In [1]:
# Libraries
import ujson
import pandas as pd

---
### Exploratory Data Analysis

**File containing book data: goodreads_books.json**

In [2]:
!wc -l goodreads_books.json

 2360655 goodreads_books.json


In [3]:
!ls -lh | grep goodreads_books.json

-rw-r--r--@ 1 ramiroromero  staff   8.6G Aug 27  2022 goodreads_books.json


In [4]:
with open("goodreads_books.json", 'r') as f:
    line = f.readline()
ujson.loads(line)

{'isbn': '0312853122',
 'text_reviews_count': '1',
 'series': [],
 'country_code': 'US',
 'language_code': '',
 'popular_shelves': [{'count': '3', 'name': 'to-read'},
  {'count': '1', 'name': 'p'},
  {'count': '1', 'name': 'collection'},
  {'count': '1', 'name': 'w-c-fields'},
  {'count': '1', 'name': 'biography'}],
 'asin': '',
 'is_ebook': 'false',
 'average_rating': '4.00',
 'kindle_asin': '',
 'similar_books': [],
 'description': '',
 'format': 'Paperback',
 'link': 'https://www.goodreads.com/book/show/5333265-w-c-fields',
 'authors': [{'author_id': '604031', 'role': ''}],
 'publisher': "St. Martin's Press",
 'num_pages': '256',
 'publication_day': '1',
 'isbn13': '9780312853129',
 'publication_month': '9',
 'edition_information': '',
 'publication_year': '1984',
 'url': 'https://www.goodreads.com/book/show/5333265-w-c-fields',
 'image_url': 'https://images.gr-assets.com/books/1310220028m/5333265.jpg',
 'book_id': '5333265',
 'ratings_count': '3',
 'work_id': '5400751',
 'title': '

The output above is a single line of the main JSON file. Considering the substantial scale of our dataset—comprising over 2.36 million observations, 29 variables, and requiring 8.6 GB of storage—it is advisable to minimize memory allocation. To address this, for the duration of this project, we will adopt a streaming approach to read the data.

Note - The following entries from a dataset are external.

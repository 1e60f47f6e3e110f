//! The status controller: tray icon, refresh timer, and menu actions.
//!
//! Everything runs on the tao event loop. Blocking work happens elsewhere:
//! the HTTP fetch on the fetch worker thread, modal prompts on dialog
//! threads. Both deliver over channels, so the timer keeps firing and fetch
//! results keep landing while a dialog is open, and display-text updates
//! always happen here, on the UI loop.

use crate::dialog::{self, PromptReply};
use crate::fetch::{FetchOutcome, FetchResult, Fetcher};
use crate::login_item;
use crate::menubar::menu::{build_menu, ids, TrayMenu};
use crate::scheduler::RefreshTimer;
use crate::settings::{parse_interval_input, SettingsStore};
use anyhow::{Context, Result};
use std::sync::mpsc::{Receiver, TryRecvError};
use std::time::{Duration, Instant};
use tao::event::{Event, StartCause};
use tao::event_loop::{ControlFlow, EventLoop};
use tao::platform::macos::{ActivationPolicy, EventLoopExtMacOS};
use tray_icon::menu::MenuEvent;
use tray_icon::{TrayIcon, TrayIconBuilder};

/// How often the loop wakes to drain menu events, fetch results, and prompt
/// replies when no refresh tick is due sooner.
const POLL_INTERVAL: Duration = Duration::from_millis(250);

/// Which prompt is currently on screen.
enum PendingPrompt {
    Url,
    Interval,
}

struct StatusController {
    store: SettingsStore,
    fetcher: Fetcher,
    timer: RefreshTimer,
    tray: TrayIcon,
    menu: TrayMenu,
    /// At most one dialog at a time; a second menu click while one is open
    /// is ignored.
    prompt: Option<(PendingPrompt, Receiver<PromptReply>)>,
}

impl StatusController {
    fn set_title(&self, text: &str) {
        self.tray.set_title(Some(text));
    }

    /// Read the URL from settings and queue one fetch cycle.
    ///
    /// An unset URL still goes through the worker so the "No URL set" label
    /// arrives on the same path as every other outcome.
    fn trigger_fetch(&mut self) {
        let settings = self.store.load();
        self.fetcher.request(settings.url().map(str::to_string));
    }

    /// Apply a completed fetch to the tray title.
    ///
    /// Results of superseded requests are dropped so a slow response can
    /// never overwrite the result of a newer one.
    fn apply_result(&mut self, result: &FetchResult) {
        if !self.fetcher.is_current(result.seq) {
            eprintln!(
                "[fetchbar] Dropping stale fetch result {} (latest is {})",
                result.seq,
                self.fetcher.issued()
            );
            return;
        }

        if let FetchOutcome::Transport(detail) = &result.outcome {
            eprintln!("[fetchbar] Error fetching data: {}", detail);
        }

        self.set_title(result.outcome.display_text());
    }

    /// "Change URL" menu action: open the prompt.
    fn change_url(&mut self) {
        if self.prompt.is_some() {
            return;
        }
        let current = self.store.load().fetch_url.unwrap_or_default();
        let rx = dialog::prompt_text(
            "Enter Fetch URL",
            "Enter the URL to fetch the data from:",
            &current,
        );
        self.prompt = Some((PendingPrompt::Url, rx));
    }

    /// "Change Refresh Interval" menu action: open the prompt.
    fn change_interval(&mut self) {
        if self.prompt.is_some() {
            return;
        }
        let current = self.store.load().effective_interval().to_string();
        let rx = dialog::prompt_text(
            "Set Refresh Interval",
            "Enter the refresh interval in seconds:",
            &current,
        );
        self.prompt = Some((PendingPrompt::Interval, rx));
    }

    /// Check whether the open prompt, if any, has been dismissed and apply
    /// its reply.
    fn poll_prompt(&mut self) {
        let Some((kind, rx)) = self.prompt.take() else {
            return;
        };

        match rx.try_recv() {
            Ok(reply) => match kind {
                PendingPrompt::Url => self.apply_url_reply(reply),
                PendingPrompt::Interval => self.apply_interval_reply(reply),
            },
            Err(TryRecvError::Empty) => {
                // Dialog still open.
                self.prompt = Some((kind, rx));
            }
            Err(TryRecvError::Disconnected) => {
                eprintln!("[fetchbar] Prompt thread exited without a reply");
            }
        }
    }

    /// Persist a confirmed URL verbatim and trigger an immediate fetch.
    /// Cancelling leaves everything unchanged.
    fn apply_url_reply(&mut self, reply: PromptReply) {
        match reply {
            Ok(Some(new_url)) => match self.store.set_url(&new_url) {
                Ok(settings) => {
                    self.trigger_fetch();
                    // A URL configured mid-session gains periodic refresh.
                    if !self.timer.is_running() {
                        self.timer
                            .start(settings.effective_interval(), Instant::now());
                    }
                }
                Err(e) => eprintln!("[fetchbar] Failed to save URL: {:#}", e),
            },
            Ok(None) => {}
            Err(e) => eprintln!("[fetchbar] URL prompt failed: {:#}", e),
        }
    }

    /// A valid integer reschedules the timer without fetching; anything else
    /// shows a warning and leaves settings and timer untouched.
    fn apply_interval_reply(&mut self, reply: PromptReply) {
        match reply {
            Ok(Some(input)) => match parse_interval_input(&input) {
                Some(secs) => match self.store.set_refresh_interval(secs) {
                    Ok(settings) => {
                        self.timer
                            .start(settings.effective_interval(), Instant::now());
                    }
                    Err(e) => eprintln!("[fetchbar] Failed to save interval: {:#}", e),
                },
                None => {
                    dialog::show_warning(
                        "Invalid Interval",
                        "Please enter a valid integer for the refresh interval.",
                    );
                }
            },
            Ok(None) => {}
            Err(e) => eprintln!("[fetchbar] Interval prompt failed: {:#}", e),
        }
    }

    /// "Start on Login" menu action.
    ///
    /// Registration first: the flag and the checkbox only change after the
    /// OS call succeeds. On failure the checkbox is restored to the persisted
    /// state and the error is surfaced to the user.
    fn toggle_start_on_login(&mut self) {
        let persisted = self.store.load().launch_at_login;
        let target = !persisted;

        match login_item::set_enabled(target) {
            Ok(()) => {
                if let Err(e) = self.store.set_launch_at_login(target) {
                    eprintln!("[fetchbar] Failed to persist login flag: {:#}", e);
                }
                self.menu.start_on_login.set_checked(target);
            }
            Err(e) => {
                eprintln!("[fetchbar] Failed to update login item: {:#}", e);
                self.menu.start_on_login.set_checked(persisted);
                let action = if target { "register" } else { "unregister" };
                dialog::show_warning(
                    "Start on Login",
                    &format!("Could not {} the login item: {}", action, e),
                );
            }
        }
    }
}

/// Run the menubar application.
pub fn run() -> Result<()> {
    eprintln!("[fetchbar] Starting...");

    let store = SettingsStore::at_default_location()?;
    let settings = store.load();
    eprintln!(
        "[fetchbar] Settings: url={:?} interval={}s launch_at_login={}",
        settings.url(),
        settings.effective_interval(),
        settings.launch_at_login
    );

    // Accessory policy: menu bar only, no dock icon.
    let mut event_loop: EventLoop<()> = EventLoop::new();
    event_loop.set_activation_policy(ActivationPolicy::Accessory);

    let menu = build_menu(settings.launch_at_login);
    let tray = TrayIconBuilder::new()
        .with_menu(Box::new(menu.menu.clone()))
        .with_tooltip("fetchbar")
        .with_title("Loading...")
        .build()
        .context("Failed to create tray icon")?;

    let mut controller = StatusController {
        store,
        fetcher: Fetcher::spawn(),
        timer: RefreshTimer::new(),
        tray,
        menu,
        prompt: None,
    };

    if settings.url().is_some() {
        controller.trigger_fetch();
        controller
            .timer
            .start(settings.effective_interval(), Instant::now());
    } else {
        controller.set_title("Set URL in Settings");
    }

    eprintln!("[fetchbar] Tray icon created, entering event loop...");

    event_loop.run(move |event, _, control_flow| {
        // Once Quit has been requested, leave the exit in place untouched.
        if *control_flow == ControlFlow::Exit {
            return;
        }

        // Wake at the refresh deadline or the next poll tick, whichever
        // comes first.
        let poll_at = Instant::now() + POLL_INTERVAL;
        let wake_at = controller
            .timer
            .next_deadline()
            .map_or(poll_at, |deadline| deadline.min(poll_at));
        *control_flow = ControlFlow::WaitUntil(wake_at);

        if let Event::NewEvents(StartCause::ResumeTimeReached { .. }) = event {
            if controller.timer.fire_if_due(Instant::now()) {
                controller.trigger_fetch();
            }
        }

        // A dismissed prompt is applied before draining results so a fetch
        // it triggers is issued promptly.
        controller.poll_prompt();

        // Completed fetches update the title here, on the UI loop.
        while let Some(result) = controller.fetcher.poll() {
            controller.apply_result(&result);
        }

        while let Ok(menu_event) = MenuEvent::receiver().try_recv() {
            match menu_event.id.0.as_str() {
                ids::CHANGE_URL => controller.change_url(),
                ids::CHANGE_INTERVAL => controller.change_interval(),
                ids::START_ON_LOGIN => controller.toggle_start_on_login(),
                ids::QUIT => {
                    eprintln!("[fetchbar] Quit requested");
                    *control_flow = ControlFlow::Exit;
                }
                other => eprintln!("[fetchbar] Unhandled menu item: {}", other),
            }
        }
    });
}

This method ensures that we allocate only the essential memory needed to process an optimal number of lines in the dataset.

Author metadata:
- Contains author ID's and their roles but not their names
- We have a secondary dataset which we will use to map the main files author ID's to their respective author names

**File containing author data: goodreads_book_authors.json**

In [5]:
with open("goodreads_book_authors.json", 'r') as f:
    line = f.readline()
ujson.loads(line)

{'average_rating': '3.98',
 'author_id': '604031',
 'text_reviews_count': '7',
 'name': 'Ronald J. Fields',
 'ratings_count': '49'}

For the purpose of our search engine, we only care about the author name. We will use the author ID's in the main file to find the author names in the secondary file.

---

### Creating Datasets

In [6]:
#._ Create a dataframe for the book titles

## Helper function
def parse_fields(line):
    '''
    Takes a single line and only returns the fields specified.
    '''
    try: 
        data = ujson.loads(line)
    except ujson.JSONDecodeError:
        return None
    
    return {
        "book_id": data.get("book_id"),
        "title": data.get("title_without_series"),
        "author": data.get("authors"),
        "ratings": data.get("ratings_count"),
        "url": data.get("url"),
        "cover_image": data.get("image_url")
    }

## Run through the lines of the JSON file and parse the relevant fields
books_titles = []
with open("goodreads_books.json", 'r') as f:
    for line in f:
        fields = parse_fields(line)
        
        if fields is not None:
            try: 
                ratings = int(fields["ratings"])
            except (ValueError, TypeError):
                continue
        
        # Only include books with more than 10 ratings
        if ratings > 10:
            books_titles.append(fields)

## Coerce the parsed fields into a dataframe
titles = pd.DataFrame.from_dict(books_titles)

titles.head(5)

Unnamed: 0,book_id,title,author,ratings,url,cover_image
0,7327624,"The Unschooled Wizard (Sun Wolf and Starhawk, ...","[{'author_id': '10333', 'role': ''}]",140,https://www.goodreads.com/book/show/7327624-th...,https://images.gr-assets.com/books/1304100136m...
1,6066819,Best Friends Forever,"[{'author_id': '9212', 'role': ''}]",51184,https://www.goodreads.com/book/show/6066819-be...,https://s.gr-assets.com/assets/nophoto/book/11...
2,287140,Runic Astrology: Starcraft and Timekeeping in ...,"[{'author_id': '149918', 'role': ''}]",15,https://www.goodreads.com/book/show/287140.Run...,https://images.gr-assets.com/books/1413219371m...
3,287141,The Aeneid for Boys and Girls,"[{'author_id': '3041852', 'role': ''}]",46,https://www.goodreads.com/book/show/287141.The...,https://s.gr-assets.com/assets/nophoto/book/11...
4,378460,The Wanting of Levine,"[{'author_id': '215594', 'role': ''}]",12,https://www.goodreads.com/book/show/378460.The...,https://s.gr-assets.com/assets/nophoto/book/11...


In [7]:
#._ Find the author names for each respective book

## Create a dictionary containing author ID's and names
authors = {}
with open("goodreads_book_authors.json", 'r') as f:
    for line in f:
        try:
            data = ujson.loads(line)
        except ujson.JSONDecodeError:
            continue
        
        authors[data.get("author_id")] = data.get("name")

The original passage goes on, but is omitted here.